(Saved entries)

== == ==

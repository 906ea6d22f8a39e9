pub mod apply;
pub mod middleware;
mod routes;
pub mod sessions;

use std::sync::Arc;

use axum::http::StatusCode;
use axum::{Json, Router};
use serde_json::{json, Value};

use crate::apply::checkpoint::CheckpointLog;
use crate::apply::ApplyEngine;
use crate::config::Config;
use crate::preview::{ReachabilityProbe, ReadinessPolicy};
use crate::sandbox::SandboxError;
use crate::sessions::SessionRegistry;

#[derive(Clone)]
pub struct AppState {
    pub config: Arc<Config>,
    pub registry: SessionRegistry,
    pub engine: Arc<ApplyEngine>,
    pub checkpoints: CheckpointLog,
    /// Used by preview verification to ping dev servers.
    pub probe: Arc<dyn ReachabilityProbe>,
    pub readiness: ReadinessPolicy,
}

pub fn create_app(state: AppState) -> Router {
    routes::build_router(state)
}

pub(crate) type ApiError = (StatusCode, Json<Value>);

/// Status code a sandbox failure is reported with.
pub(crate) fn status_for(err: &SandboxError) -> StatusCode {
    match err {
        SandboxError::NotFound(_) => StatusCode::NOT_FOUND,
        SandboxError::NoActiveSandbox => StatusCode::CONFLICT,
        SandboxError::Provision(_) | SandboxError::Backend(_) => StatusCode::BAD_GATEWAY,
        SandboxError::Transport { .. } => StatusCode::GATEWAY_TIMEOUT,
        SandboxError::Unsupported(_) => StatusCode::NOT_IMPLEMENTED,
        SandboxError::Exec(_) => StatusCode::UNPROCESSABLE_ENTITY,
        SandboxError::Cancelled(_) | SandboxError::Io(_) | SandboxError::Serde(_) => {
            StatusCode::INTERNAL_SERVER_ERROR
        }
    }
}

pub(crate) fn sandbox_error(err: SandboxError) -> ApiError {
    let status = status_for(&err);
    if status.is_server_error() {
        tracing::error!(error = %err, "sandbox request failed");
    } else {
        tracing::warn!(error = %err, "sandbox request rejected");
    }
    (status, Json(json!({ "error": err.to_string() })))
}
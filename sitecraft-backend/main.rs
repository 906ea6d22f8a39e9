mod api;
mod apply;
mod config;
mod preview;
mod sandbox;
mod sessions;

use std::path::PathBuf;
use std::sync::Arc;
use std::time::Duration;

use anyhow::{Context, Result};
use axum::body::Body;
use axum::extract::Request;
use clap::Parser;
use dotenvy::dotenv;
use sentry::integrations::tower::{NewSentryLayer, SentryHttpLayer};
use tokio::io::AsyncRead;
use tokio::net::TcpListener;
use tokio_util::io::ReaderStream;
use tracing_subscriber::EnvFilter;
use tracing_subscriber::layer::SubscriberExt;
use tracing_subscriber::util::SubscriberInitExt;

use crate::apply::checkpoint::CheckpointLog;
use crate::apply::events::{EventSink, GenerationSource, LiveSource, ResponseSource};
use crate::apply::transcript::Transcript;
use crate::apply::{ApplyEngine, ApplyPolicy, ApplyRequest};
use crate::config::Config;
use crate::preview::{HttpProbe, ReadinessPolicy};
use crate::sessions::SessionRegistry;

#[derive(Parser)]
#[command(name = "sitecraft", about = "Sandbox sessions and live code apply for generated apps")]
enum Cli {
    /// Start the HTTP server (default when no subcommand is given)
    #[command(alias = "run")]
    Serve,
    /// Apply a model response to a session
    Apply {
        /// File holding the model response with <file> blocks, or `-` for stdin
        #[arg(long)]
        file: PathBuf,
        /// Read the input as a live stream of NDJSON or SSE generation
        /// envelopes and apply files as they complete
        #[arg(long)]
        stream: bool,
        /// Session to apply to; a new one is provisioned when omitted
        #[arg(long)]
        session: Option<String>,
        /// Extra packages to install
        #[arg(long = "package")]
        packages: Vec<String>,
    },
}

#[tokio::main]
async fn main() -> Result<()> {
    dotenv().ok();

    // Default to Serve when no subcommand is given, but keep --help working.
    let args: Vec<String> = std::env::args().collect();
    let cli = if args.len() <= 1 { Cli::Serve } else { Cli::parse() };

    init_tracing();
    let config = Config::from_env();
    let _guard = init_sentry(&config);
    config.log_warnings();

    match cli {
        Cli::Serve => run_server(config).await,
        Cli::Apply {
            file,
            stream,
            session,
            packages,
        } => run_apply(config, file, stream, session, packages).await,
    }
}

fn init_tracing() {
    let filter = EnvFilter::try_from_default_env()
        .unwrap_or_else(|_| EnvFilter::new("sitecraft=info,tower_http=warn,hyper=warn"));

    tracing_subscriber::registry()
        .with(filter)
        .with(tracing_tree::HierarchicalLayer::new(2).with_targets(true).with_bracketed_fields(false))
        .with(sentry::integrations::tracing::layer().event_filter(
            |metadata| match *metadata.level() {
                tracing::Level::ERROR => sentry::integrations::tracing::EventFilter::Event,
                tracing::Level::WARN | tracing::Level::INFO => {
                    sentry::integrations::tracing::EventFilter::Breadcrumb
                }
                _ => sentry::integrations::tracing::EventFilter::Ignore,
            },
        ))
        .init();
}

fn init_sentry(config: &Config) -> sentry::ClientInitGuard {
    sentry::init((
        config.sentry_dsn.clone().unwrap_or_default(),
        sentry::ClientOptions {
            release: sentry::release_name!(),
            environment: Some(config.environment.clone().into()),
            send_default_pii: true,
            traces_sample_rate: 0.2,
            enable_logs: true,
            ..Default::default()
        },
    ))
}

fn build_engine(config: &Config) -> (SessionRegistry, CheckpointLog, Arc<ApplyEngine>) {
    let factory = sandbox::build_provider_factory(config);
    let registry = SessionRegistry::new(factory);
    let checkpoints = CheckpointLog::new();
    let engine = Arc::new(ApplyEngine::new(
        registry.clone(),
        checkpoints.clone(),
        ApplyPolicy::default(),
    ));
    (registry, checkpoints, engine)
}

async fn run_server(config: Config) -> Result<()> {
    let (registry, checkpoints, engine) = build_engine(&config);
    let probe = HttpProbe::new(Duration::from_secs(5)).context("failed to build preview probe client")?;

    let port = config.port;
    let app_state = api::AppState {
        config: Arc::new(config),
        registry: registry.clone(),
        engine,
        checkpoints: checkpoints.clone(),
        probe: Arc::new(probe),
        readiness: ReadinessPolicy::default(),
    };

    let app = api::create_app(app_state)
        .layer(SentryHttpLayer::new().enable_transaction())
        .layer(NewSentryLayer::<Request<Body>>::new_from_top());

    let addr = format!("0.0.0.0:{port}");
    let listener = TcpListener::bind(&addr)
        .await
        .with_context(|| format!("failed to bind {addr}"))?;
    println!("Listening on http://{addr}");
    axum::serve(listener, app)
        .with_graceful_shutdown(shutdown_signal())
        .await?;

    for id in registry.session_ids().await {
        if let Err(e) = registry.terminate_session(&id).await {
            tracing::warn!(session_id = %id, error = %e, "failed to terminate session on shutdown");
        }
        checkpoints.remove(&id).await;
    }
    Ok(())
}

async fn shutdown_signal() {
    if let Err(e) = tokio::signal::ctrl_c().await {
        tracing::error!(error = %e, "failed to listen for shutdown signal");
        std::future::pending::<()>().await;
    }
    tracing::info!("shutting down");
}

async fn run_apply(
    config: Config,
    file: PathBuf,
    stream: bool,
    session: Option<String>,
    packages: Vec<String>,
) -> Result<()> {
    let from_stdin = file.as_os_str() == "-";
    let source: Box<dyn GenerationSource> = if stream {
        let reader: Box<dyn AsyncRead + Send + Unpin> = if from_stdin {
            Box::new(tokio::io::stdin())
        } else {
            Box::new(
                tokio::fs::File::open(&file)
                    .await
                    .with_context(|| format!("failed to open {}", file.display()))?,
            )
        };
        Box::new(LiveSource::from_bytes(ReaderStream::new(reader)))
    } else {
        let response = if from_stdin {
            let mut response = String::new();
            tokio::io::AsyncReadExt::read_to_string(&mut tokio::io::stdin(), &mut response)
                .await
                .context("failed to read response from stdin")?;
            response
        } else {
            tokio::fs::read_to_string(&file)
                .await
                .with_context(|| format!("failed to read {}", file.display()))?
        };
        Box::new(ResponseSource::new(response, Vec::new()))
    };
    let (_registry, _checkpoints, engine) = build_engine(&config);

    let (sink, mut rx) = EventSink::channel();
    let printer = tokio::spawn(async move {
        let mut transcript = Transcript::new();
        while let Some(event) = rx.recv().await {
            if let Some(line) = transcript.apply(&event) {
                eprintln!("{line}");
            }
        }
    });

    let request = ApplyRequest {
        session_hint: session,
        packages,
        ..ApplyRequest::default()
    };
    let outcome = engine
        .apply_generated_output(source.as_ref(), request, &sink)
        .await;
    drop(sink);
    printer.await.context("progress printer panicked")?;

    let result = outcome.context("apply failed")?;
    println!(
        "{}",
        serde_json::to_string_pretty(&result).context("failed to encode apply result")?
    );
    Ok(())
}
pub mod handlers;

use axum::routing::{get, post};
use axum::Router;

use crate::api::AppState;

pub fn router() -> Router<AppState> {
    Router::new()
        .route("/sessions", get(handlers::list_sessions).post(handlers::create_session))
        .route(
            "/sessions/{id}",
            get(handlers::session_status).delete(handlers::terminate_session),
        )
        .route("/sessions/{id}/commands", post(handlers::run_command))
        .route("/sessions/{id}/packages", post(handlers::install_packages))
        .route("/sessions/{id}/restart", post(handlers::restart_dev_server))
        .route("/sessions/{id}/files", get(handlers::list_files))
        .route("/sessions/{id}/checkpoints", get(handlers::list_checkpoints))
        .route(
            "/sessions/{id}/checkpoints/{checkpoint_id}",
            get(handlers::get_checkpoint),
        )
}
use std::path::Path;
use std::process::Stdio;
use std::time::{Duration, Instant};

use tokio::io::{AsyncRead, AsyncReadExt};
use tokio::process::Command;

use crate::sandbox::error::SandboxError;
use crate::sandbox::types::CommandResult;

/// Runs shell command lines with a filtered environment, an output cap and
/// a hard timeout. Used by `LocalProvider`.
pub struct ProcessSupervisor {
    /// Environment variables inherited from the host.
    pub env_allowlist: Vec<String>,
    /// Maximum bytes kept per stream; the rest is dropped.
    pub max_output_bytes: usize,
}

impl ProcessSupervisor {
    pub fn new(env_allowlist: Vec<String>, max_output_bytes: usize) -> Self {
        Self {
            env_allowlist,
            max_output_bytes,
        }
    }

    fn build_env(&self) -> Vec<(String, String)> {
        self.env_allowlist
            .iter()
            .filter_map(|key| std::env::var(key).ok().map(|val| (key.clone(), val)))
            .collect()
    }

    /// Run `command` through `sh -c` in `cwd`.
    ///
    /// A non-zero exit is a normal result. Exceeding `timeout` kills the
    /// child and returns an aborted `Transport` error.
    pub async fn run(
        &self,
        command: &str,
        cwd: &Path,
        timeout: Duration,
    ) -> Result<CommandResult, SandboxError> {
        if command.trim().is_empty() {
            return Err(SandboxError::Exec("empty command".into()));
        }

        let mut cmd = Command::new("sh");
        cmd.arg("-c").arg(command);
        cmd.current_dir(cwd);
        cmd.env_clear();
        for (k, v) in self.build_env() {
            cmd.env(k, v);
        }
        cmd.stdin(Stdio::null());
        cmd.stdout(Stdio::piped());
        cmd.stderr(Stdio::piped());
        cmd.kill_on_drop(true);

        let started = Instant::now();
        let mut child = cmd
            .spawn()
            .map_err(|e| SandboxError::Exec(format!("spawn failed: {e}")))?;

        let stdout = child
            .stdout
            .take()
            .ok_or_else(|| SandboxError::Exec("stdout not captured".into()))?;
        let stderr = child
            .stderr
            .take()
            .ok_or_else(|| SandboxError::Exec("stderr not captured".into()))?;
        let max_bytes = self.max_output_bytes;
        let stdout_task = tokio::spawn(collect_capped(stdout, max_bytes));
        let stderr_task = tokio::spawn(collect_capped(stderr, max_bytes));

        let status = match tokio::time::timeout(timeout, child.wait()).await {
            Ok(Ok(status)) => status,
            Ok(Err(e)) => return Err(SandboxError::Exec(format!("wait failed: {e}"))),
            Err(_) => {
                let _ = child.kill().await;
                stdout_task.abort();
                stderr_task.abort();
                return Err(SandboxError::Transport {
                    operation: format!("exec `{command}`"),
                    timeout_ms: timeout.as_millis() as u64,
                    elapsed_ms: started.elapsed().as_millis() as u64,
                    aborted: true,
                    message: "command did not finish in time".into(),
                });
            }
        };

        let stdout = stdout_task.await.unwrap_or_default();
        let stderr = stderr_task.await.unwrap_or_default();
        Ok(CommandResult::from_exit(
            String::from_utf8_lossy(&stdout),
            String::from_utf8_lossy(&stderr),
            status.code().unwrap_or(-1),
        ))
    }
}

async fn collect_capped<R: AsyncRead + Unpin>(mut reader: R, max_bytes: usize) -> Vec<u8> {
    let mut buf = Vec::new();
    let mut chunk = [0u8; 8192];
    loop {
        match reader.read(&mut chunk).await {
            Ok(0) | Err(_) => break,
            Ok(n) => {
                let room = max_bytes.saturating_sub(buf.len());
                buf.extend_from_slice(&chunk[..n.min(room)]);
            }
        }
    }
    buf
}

== == ==

Among the records above, a stretch begins at the line containing "cmd.kill_on_drop(true);" and ends at the line containing "stderr_task = tokio::spawn(collect_capped(stderr, max_bytes));". Restate that stretch word for word, and nothing else.

### SOLVED EXERCISE
        cmd.kill_on_drop(true);

        let started = Instant::now();
        let mut child = cmd
            .spawn()
            .map_err(|e| SandboxError::Exec(format!("spawn failed: {e}")))?;

        let stdout = child
            .stdout
            .take()
            .ok_or_else(|| SandboxError::Exec("stdout not captured".into()))?;
        let stderr = child
            .stderr
            .take()
            .ok_or_else(|| SandboxError::Exec("stderr not captured".into()))?;
        let max_bytes = self.max_output_bytes;
        let stdout_task = tokio::spawn(collect_capped(stdout, max_bytes));
        let stderr_task = tokio::spawn(collect_capped(stderr, max_bytes));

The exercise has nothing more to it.